Philippe Alcoy
61 sénateurs sur 81 ont voté pour la destitution de la présidente
brésilienne Dilma Rousseff. De cette façon le coup d’Etat institutionnel
est confirmé. Le président intérimaire, l’ancien allié du Parti des
Travailleurs (PT), Michel Temer du Parti du Mouvement Démocratique du
Brésil (PMDB) sera nommé président mais cette fois, en principe, jusqu’à
décembre 2018.
En effet, finalement l’alliance PMDB, PSDB (Parti
Social-démocrate du Brésil – droite), ce que l’on a appelé le « parti
judiciaire » (le pouvoir Judiciaire très impliqué dans la procédure
d’impeachment) et les médias dominants ont réussi leur coup pour écarter
le PT de Lula et Dilma du pouvoir. Et cela malgré les grandes faveurs
et services que ce dernier a rendu aux capitalistes brésiliens et aux
capitaux impérialistes qui dominent le pays.
L’impopularité de Dilma, alimenté par des politiques d’austérité et
les scandales de corruption, était devenue un obstacle pour mettre en
place les ajustements structurels exigés par les classes dominantes et
l’impérialisme. L’usurpation de 54 millions de voix, qui avaient voté
pour Dilma en 2014, par une poignée de politiciens oligarques s’est
imposée peu à peu comme le moyen d’arriver à cette fin (la destitution
définitive de Dilma).
On n’a pas encore oublié le spectacle pathétique que les députés
brésiliens avaient offert en direct à toute la planète lorsqu’ils
décidaient d’ouvrir la procédure d’impeachment il y a quelques mois.

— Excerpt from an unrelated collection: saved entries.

use super::prelude::*;

/// Handles FUSE `lookup`: resolves `parent/name` through the `FileService`
/// directly (it already walks/caches directories on the core side), rather
/// than listing the whole parent the way the teacher's HTTP-backed
/// `lookup` has to.
pub fn lookup(fs: &mut MountFs, _req: &Request, parent: u64, name: &OsStr, reply: ReplyEntry) {
    let parent_path = match fs.inode_to_path.get(&parent) {
        Some(p) => p.clone(),
        None => {
            reply.error(ENOENT);
            return;
        }
    };
    let Some(name_str) = name.to_str() else {
        reply.error(ENOENT);
        return;
    };
    let child_path = parent_path.join(name_str);

    match fs.service.get_file(&child_path) {
        Ok(File::Directory(dir)) => {
            let ino = fs.inode_for(child_path, FileType::Directory);
            let attr = file_attr(ino, FileType::Directory, 0, dir.meta.mode, dir.meta.mtime);
            let ttl = Duration::from_secs(fs.config.cache_ttl_seconds);
            fs.attribute_cache.put(ino, attr.clone(), ttl);
            reply.entry(&TTL, &attr, 0);
        }
        Ok(File::Regular(regular)) => {
            let ino = fs.inode_for(child_path, FileType::RegularFile);
            let attr = file_attr(ino, FileType::RegularFile, regular.size, regular.meta.mode, regular.meta.mtime);
            let ttl = Duration::from_secs(fs.config.cache_ttl_seconds);
            fs.attribute_cache.put(ino, attr.clone(), ttl);
            reply.entry(&TTL, &attr, 0);
        }
        Err(_) => reply.error(ENOENT),
    }
}

/// Handles FUSE `readdir`, adding the synthetic `.`/`..` entries and then
/// one entry per child from `FileService::list_files`.
pub fn readdir(fs: &mut MountFs, _req: &Request, ino: u64, _fh: u64, offset: i64, mut reply: ReplyDirectory) {
    let dir_path = match fs.inode_to_path.get(&ino) {
        Some(p) => p.clone(),
        None => {
            reply.error(ENOENT);
            return;
        }
    };

    let mut entries_to_add: Vec<(u64, FileType, String)> = Vec::new();
    if offset == 0 {
        entries_to_add.push((ino, FileType::Directory, ".".to_string()));
        let parent_ino = if ino == ROOT_INODE {
            ROOT_INODE
        } else {
            fs.path_to_inode.get(&dir_path.dirname()).copied().unwrap_or(ROOT_INODE)
        };
        entries_to_add.push((parent_ino, FileType::Directory, "..".to_string()));
    }

    if offset < 2 {
        match fs.service.list_files(&dir_path) {
            Ok(files) => {
                for file in files {
                    let meta = file.meta();
                    let name = meta.path.basename().to_string();
                    let child_path = dir_path.join(&name);
                    let kind = match &file {
                        File::Directory(_) => FileType::Directory,
                        File::Regular(_) => FileType::RegularFile,
                    };
                    let ino = fs.inode_for(child_path, kind);
                    entries_to_add.push((ino, kind, name));
                }
            }
            Err(e) => {
                tracing::debug!(%dir_path, error = %e, "list_files failed in readdir");
                reply.ok();
                return;
            }
        }
    }

    for (i, (entry_ino, entry_kind, entry_name)) in entries_to_add.into_iter().enumerate().skip(offset as usize) {
        if reply.add(entry_ino, (i + 1) as i64, entry_kind, &entry_name) {
            break;
        }
    }
    reply.ok();
}

/// Handles FUSE `read`: fetches the whole file through the lazy
/// `DataAccessor` and slices out the requested range. Matches the
/// teacher's whole-file-then-slice strategy in `client/src/fs/read.rs`.
pub fn read(
    fs: &mut MountFs,
    _req: &Request<'_>,
    ino: u64,
    _fh: u64,
    offset: i64,
    size: u32,
    _flags: i32,
    _lock_owner: Option<u64>,
    reply: ReplyData,
) {
    let Some(path) = fs.inode_to_path.get(&ino).cloned() else {
        reply.error(ENOENT);
        return;
    };

    match fs.service.get_regular_file(&path).and_then(|f| f.content()) {
        Ok(content) => {
            let start = offset as usize;
            if start >= content.len() {
                reply.data(&[]);
                return;
            }
            let end = std::cmp::min(start + size as usize, content.len());
            reply.data(&content[start..end]);
        }
        Err(_) => reply.error(ENOENT),
    }
}

/// Handles FUSE `open`. Read-only opens need no handle. Write opens on an
/// *existing* file are refused outright (`EACCES`): the container format
/// has no in-place overwrite, so there is no way a subsequent `write` +
/// `release` on this handle could ever succeed. New files go through
/// `create` instead, which does support a single-shot write.
pub fn open(fs: &mut MountFs, _req: &Request<'_>, ino: u64, flags: i32, reply: ReplyOpen) {
    let write_access = (flags & libc::O_WRONLY != 0) || (flags & libc::O_RDWR != 0);
    if write_access {
        let path = fs.inode_to_path.get(&ino).cloned();
        tracing::debug!(?path, "refusing write-mode open of an existing file: no in-place overwrite");
        reply.error(libc::EACCES);
        return;
    }
    reply.opened(0, 0);
}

Elle a révélé le caractère décadent des institutions du régime politique
brésilien. La procédure d’impeachment elle-même en est une autre
démonstration. Ainsi, Dilma est chassée du pouvoir car reconnue coupable
« d’irresponsabilité fiscale » après avoir utilisé un mécanisme,
constitutionnel, qui permet de « maquiller » les comptes de l’Etat deux
années de suite. Un dossier dont la validité légale est plus que
douteuse.
Malgré cette offensive de la droite et cette atteinte gravissime aux
droits démocratiques fondamentaux, le PT a adopté pendant ces derniers
mois une stratégie de négociations et d’actions dans le cadre des règles
de ce même régime décadent. Bien que les résistances et les réactions
populaires n’aient pas manqué, la politique du PT n’a jamais été de
développer la résistance dans les rues, dans les lieux de travail, dans
les lieux d’étude, dans les quartiers populaires. Bien au contraire.
Cependant, avec la destitution de Dilma et la consommation du Coup
les problèmes ne sont pas finis pour les capitalistes brésiliens,
l’impérialisme et cette caste politicienne corrompue. Le gouvernement de
Michel Temer est faible et les attaques exigées sont profondes (réforme
des retraites, privatisations massives, coupes dans les dépenses
sociales). C’est la troisième fois que le parti de Temer, le PMDB,
arrive à la tête de l’Etat au Brésil. Toujours de façon indirecte,
jamais à travers le vote populaire. Mais c’est la première fois que le
défi est si important. Et cela alors que Temer récolte 29% d’opinions
négatives parmi la population ; que le taux de satisfaction avec sa
gestion intérimaire est de 14% (Dilma était à 13%) et que si aujourd’hui
il y avait des élections, les intentions de vote pour lui ne sont que
de 5%.
De cette façon, le gouvernement du PMDB reste très dépendant de ses
alliés au parlement et au sénat, notamment du PSDB. Et bien que ce
dernier soit d’accord sur le « besoin de réformer », il est contrarié
par le calendrier électoral : dans un mois il y aura des élections
municipales au Brésil et aucun candidat ne veut apparaître collé à
l’image d’un gouvernement austéritaire. Les analystes donnent en effet
jusqu’à décembre 2017 à Temer pour mettre en place ces réformes car ils
estiment que 2018 sera une année où toute l’énergie des alliés
politiques de Temer sera concentrée sur l’élection présidentielle.
Pour les travailleurs et les classes populaires il n’y a d’autre
alternative que la préparation urgente de la réponse face aux attaques
du gouvernement putschiste. Comme affirme Diana Assução du Mouvement
Révolutionnaire des Travailleurs sur le site d’information brésilien
d’extrême gauche, Esquerda Diario :
« le Coup mené aujourd’hui contre Dilma vise aussi les travailleurs.
Aujourd’hui les tenants du pouvoir choisissent entre eux qui dirigent le
pays. C’est à nous de tirer les leçons pour organiser la résistance
contre les attaques du gouvernement putschiste de Temer, de lever une
voix anticapitaliste qui se batte sans relâche face à une droite
furieuse qu’aujourd’hui fait la fête dans tout le pays ».